1.3k views Asked by At

I have searched a lot here but unfortunately could not find an answer.

I am running TensorFlow 1.3 (installed via PiP on MacOS) on my local machine, and have created a model using the provided "ssd_mobilenet_v1_coco" checkpoints.

I managed to train locally and on the ML-Engine (Runtime 1.2), and successfully deployed my savedModel to the ML-Engine.

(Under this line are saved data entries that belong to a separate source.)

//! Generative interviewer backed by an OpenAI-compatible chat model.
//!
//! The model plays the interviewer and is asked to end every reply with a
//! control marker (`[CONTINUE]`, `[WRAP_UP]` or `[COMPLETE]`) so the session
//! can read its continuation opinion without a second call. Failures here
//! never end a session; the orchestrator substitutes the scripted backend
//! for the affected turn.

use std::time::Duration;

use async_openai::{
    Client,
    config::OpenAIConfig,
    error::OpenAIError,
    types::{
        ChatCompletionRequestAssistantMessageArgs, ChatCompletionRequestMessage,
        ChatCompletionRequestSystemMessageArgs, ChatCompletionRequestUserMessageArgs,
        CreateChatCompletionRequestArgs,
    },
};
use async_trait::async_trait;
use tokio::time::timeout;

use crate::credentials::{CredentialKind, CredentialProvider};
use crate::error::SessionError;
use crate::generator::{GeneratedTurn, TurnContext, TurnGenerator};
use crate::interview::{ContinuationVerdict, TurnPhase};
use crate::transcript::{Role, Transcript, Turn};

/// Bound on a single generation round trip.
pub const DEFAULT_TIMEOUT: Duration = Duration::from_secs(20);

/// Trailing markers the model is instructed to emit, most final first.
const MARKERS: &[(&str, ContinuationVerdict)] = &[
    ("[COMPLETE]", ContinuationVerdict::Complete),
    ("[WRAP_UP]", ContinuationVerdict::WrapUp),
    ("[CONTINUE]", ContinuationVerdict::Continue),
];

impl From<OpenAIError> for SessionError {
    fn from(e: OpenAIError) -> Self {
        match e {
            OpenAIError::ApiError(api) => SessionError::Upstream {
                status: None,
                body: api.message,
            },
            other => SessionError::Upstream {
                status: None,
                body: other.to_string(),
            },
        }
    }
}

/// Interviewer driven by chat completions against any OpenAI-compatible API.
pub struct GenerativeGenerator {
    client: Client<OpenAIConfig>,
    model: String,
    call_timeout: Duration,
    available: bool,
}

impl GenerativeGenerator {
    /// Wires the backend up against a credential provider. Availability is
    /// decided here, once: a missing generation credential makes the backend
    /// permanently unavailable for this session.
    pub fn new(
        credentials: &dyn CredentialProvider,
        api_base: Option<&str>,
        model: impl Into<String>,
        call_timeout: Duration,
    ) -> Self {
        let key = credentials.credential(CredentialKind::Generation);
        let mut config = OpenAIConfig::new();
        if let Some(key) = key {
            config = config.with_api_key(key);
        }
        if let Some(base) = api_base {
            config = config.with_api_base(base);
        }
        Self {
            client: Client::with_config(config),
            model: model.into(),
            call_timeout,
            available: key.is_some(),
        }
    }

    fn system_prompt(ctx: &TurnContext) -> String {
        let mut prompt = format!(
            "You are a professional interviewer running a {category} practice \
             interview pitched at a {difficulty}-level candidate. Stay in \
             character, keep your turns short and conversational, and ask one \
             question at a time.",
            category = ctx.category,
            difficulty = ctx.difficulty,
        );

        if let Some(profile) = ctx.profile.as_ref().filter(|p| !p.is_empty()) {
            prompt.push_str("\n\nCandidate background:");
            if let Some(name) = &profile.name {
                prompt.push_str(&format!("\n- Name: {name}"));
            }
            if let Some(role) = &profile.target_role {
                prompt.push_str(&format!("\n- Target role: {role}"));
            }
            if let Some(background) = &profile.background {
                prompt.push_str(&format!("\n- Background: {background}"));
            }
        }

        prompt.push_str("\n\n");
        prompt.push_str(phase_instruction(ctx.phase));
        prompt.push_str(
            "\n\nEnd your reply with exactly one marker: [CONTINUE] while the \
             interview should proceed, [WRAP_UP] when your next question should \
             be the last, or [COMPLETE] when the interview is over.",
        );
        prompt
    }

    fn build_messages(
        ctx: &TurnContext,
    ) -> Result<Vec<ChatCompletionRequestMessage>, OpenAIError> {
        let mut messages: Vec<ChatCompletionRequestMessage> = vec![
            ChatCompletionRequestSystemMessageArgs::default()
                .content(Self::system_prompt(ctx))
                .build()?
                .into(),
        ];

        for turn in &ctx.recent_turns {
            let message: ChatCompletionRequestMessage = match turn.role {
                Role::Interviewer => ChatCompletionRequestAssistantMessageArgs::default()
                    .content(turn.content.clone())
                    .build()?
                    .into(),
                Role::Candidate => ChatCompletionRequestUserMessageArgs::default()
                    .content(turn.content.clone())
                    .build()?
                    .into(),
            };
            messages.push(message);
        }

        // Chat endpoints want something to respond to on the very first turn.
        if ctx.recent_turns.is_empty() {
            messages.push(
                ChatCompletionRequestUserMessageArgs::default()
                    .content("The candidate has joined the call. Begin the interview.")
                    .build()?
                    .into(),
            );
        }

        Ok(messages)
    }

    async fn complete(
        &self,
        messages: Vec<ChatCompletionRequestMessage>,
    ) -> Result<String, SessionError> {
        let request = CreateChatCompletionRequestArgs::default()
            .model(&self.model)
            .messages(messages)
            .build()?;

        let response = timeout(self.call_timeout, self.client.chat().create(request))
            .await
            .map_err(|_| SessionError::Timeout(self.call_timeout))??;

        let content = response
            .choices
            .first()
            .and_then(|choice| choice.message.content.clone())
            .unwrap_or_default();

        if content.trim().is_empty() {
            return Err(SessionError::upstream_opaque(
                "completion contained no turn text",
            ));
        }
        Ok(content)
    }
}

#[async_trait]
impl TurnGenerator for GenerativeGenerator {
    fn name(&self) -> &'static str {
        "generative"
    }

    fn is_available(&self) -> bool {
        self.available
    }

    async fn next_turn(&self, ctx: &TurnContext) -> Result<GeneratedTurn, SessionError> {
        let messages = Self::build_messages(ctx)?;
        let raw = self.complete(messages).await?;
        let (text, verdict) = split_control_marker(&raw);
        if text.is_empty() {
            return Err(SessionError::upstream_opaque(
                "completion contained only a control marker",
            ));
        }
        Ok(GeneratedTurn { text, verdict })
    }

    async fn closing_summary(&self, turns: &[Turn]) -> Result<String, SessionError> {
        let messages: Vec<ChatCompletionRequestMessage> = vec![
            ChatCompletionRequestSystemMessageArgs::default()
                .content(
                    "You are an interview coach. The transcript of a practice \
                     interview follows. Give the candidate concise, direct \
                     feedback: two or three strengths and two or three things to \
                     improve, each tied to a specific answer. Keep it under 180 \
                     words.",
                )
                .build()?
                .into(),
            ChatCompletionRequestUserMessageArgs::default()
                .content(Transcript::dialogue_lines(turns))
                .build()?
                .into(),
        ];
        self.complete(messages).await
    }
}

fn phase_instruction(phase: TurnPhase) -> &'static str {
    match phase {
        TurnPhase::Opening => {
            "Open the interview with a brief greeting and your first question."
        }
        TurnPhase::Followup => {
            "Ask your next question. Build on what the candidate has said, and \
             follow up if their last answer was thin."
        }
        TurnPhase::WrapUp => {
            "Time is nearly up. Ask one final wrap-up question and make clear \
             the interview is coming to an end."
        }
        TurnPhase::Closing => {
            "Time is up. Give a brief, courteous closing statement. Do not ask \
             another question."
        }
    }
}

/// Splits a trailing control marker off the model's reply. Absent or
/// unrecognized markers default to `Continue`.
fn split_control_marker(raw: &str) -> (String, ContinuationVerdict) {
    let trimmed = raw.trim();
    for (marker, verdict) in MARKERS {
        if let Some(stripped) = trimmed.strip_suffix(marker) {
            return (stripped.trim_end().to_string(), *verdict);
        }
    }
    (trimmed.to_string(), ContinuationVerdict::Continue)
}

#[cfg(test)]
mod tests {
    use super::*;
    use crate::credentials::StaticCredentials;
    use crate::interview::{Difficulty, InterviewCategory};

    fn ctx_with_history(recent_turns: Vec<Turn>) -> TurnContext {
        TurnContext {
            category: InterviewCategory::Behavioral,
            difficulty: Difficulty::Senior,
            phase: TurnPhase::Followup,
            turn_index: 1,
            recent_turns,
            profile: None,
        }
    }

    #[test]
    fn marker_is_stripped_and_classified() {
        let (text, verdict) =
            split_control_marker("Great, tell me more about that. [CONTINUE]");
        assert_eq!(text, "Great, tell me more about that.");
        assert_eq!(verdict, ContinuationVerdict::Continue);

        let (text, verdict) = split_control_marker("Any last questions for me?\n[WRAP_UP]");
        assert_eq!(text, "Any last questions for me?");
        assert_eq!(verdict, ContinuationVerdict::WrapUp);

        let (text, verdict) = split_control_marker("Thanks, goodbye! [COMPLETE]");
        assert_eq!(text, "Thanks, goodbye!");
        assert_eq!(verdict, ContinuationVerdict::Complete);
    }

    #[test]
    fn missing_marker_defaults_to_continue() {
        let (text, verdict) = split_control_marker("Why did you pick that stack?");
        assert_eq!(text, "Why did you pick that stack?");
        assert_eq!(verdict, ContinuationVerdict::Continue);

        // Markers are only honored at the very end of the reply.
        let (text, verdict) = split_control_marker("[COMPLETE] is a marker we use.");
        assert_eq!(text, "[COMPLETE] is a marker we use.");
        assert_eq!(verdict, ContinuationVerdict::Continue);
    }

    #[test]
    fn availability_follows_credential_presence() {
        let with_key = StaticCredentials::new().with(CredentialKind::Generation, "sk-x");
        let r#gen = GenerativeGenerator::new(&with_key, None, "gpt-4o-mini", DEFAULT_TIMEOUT);
        assert!(r#gen.is_available());

        let without_key = StaticCredentials::new();
        let r#gen = GenerativeGenerator::new(&without_key, None, "gpt-4o-mini", DEFAULT_TIMEOUT);
        assert!(!r#gen.is_available());
    }

    #[test]
    fn history_maps_to_chat_roles() {
        let mut transcript = Transcript::new();
        transcript.append(Role::Interviewer, "Tell me about a conflict.");
        transcript.append(Role::Candidate, "Last quarter I disagreed with...");

        let messages =
            GenerativeGenerator::build_messages(&ctx_with_history(transcript.all().to_vec()))
                .unwrap();

        assert_eq!(messages.len(), 3);
        assert!(matches!(
            messages[0],
            ChatCompletionRequestMessage::System(_)
        ));
        assert!(matches!(
            messages[1],
            ChatCompletionRequestMessage::Assistant(_)
        ));
        assert!(matches!(messages[2], ChatCompletionRequestMessage::User(_)));
    }

    #[test]
    fn empty_history_gets_a_kickoff_message() {
        let messages = GenerativeGenerator::build_messages(&ctx_with_history(Vec::new())).unwrap();
        assert_eq!(messages.len(), 2);
        assert!(matches!(messages[1], ChatCompletionRequestMessage::User(_)));
    }
}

Local predictions (below code) work fine and I get the model results

gcloud ml-engine local predict --model-dir=... --json-instances=request.json

 FILE request.json: {"inputs": [[[242, 240, 239], [242, 240, 239], [242, 240, 239], [242, 240, 239], [242, 240, 23]]]}

However when deploying the model and trying to run on the ML-ENGINE for remote predictions with the code below:

gcloud ml-engine predict --model "testModel" --json-instances request.json(SAME JSON FILE AS BEFORE)

I get this error:

  "error": "Prediction failed: Exception during model execution: AbortionError(code=StatusCode.INVALID_ARGUMENT, details=\"NodeDef mentions attr 'data_format' not in Op<name=DepthwiseConv2dNative; signature=input:T, filter:T -> output:T; attr=T:type,allowed=[DT_FLOAT, DT_DOUBLE]; attr=strides:list(int); attr=padding:string,allowed=[\"SAME\", \"VALID\"]>; NodeDef: FeatureExtractor/MobilenetV1/MobilenetV1/Conv2d_1_depthwise/depthwise = DepthwiseConv2dNative[T=DT_FLOAT, _output_shapes=[[-1,150,150,32]], data_format=\"NHWC\", padding=\"SAME\", strides=[1, 1, 1, 1], _device=\"/job:localhost/replica:0/task:0/cpu:0\"](FeatureExtractor/MobilenetV1/MobilenetV1/Conv2d_0/Relu6, FeatureExtractor/MobilenetV1/Conv2d_1_depthwise/depthwise_weights/read)\n\t [[Node: FeatureExtractor/MobilenetV1/MobilenetV1/Conv2d_1_depthwise/depthwise = DepthwiseConv2dNative[T=DT_FLOAT, _output_shapes=[[-1,150,150,32]], data_format=\"NHWC\", padding=\"SAME\", strides=[1, 1, 1, 1], _device=\"/job:localhost/replica:0/task:0/cpu:0\"](FeatureExtractor/MobilenetV1/MobilenetV1/Conv2d_0/Relu6, FeatureExtractor/MobilenetV1/Conv2d_1_depthwise/depthwise_weights/read)]]\")"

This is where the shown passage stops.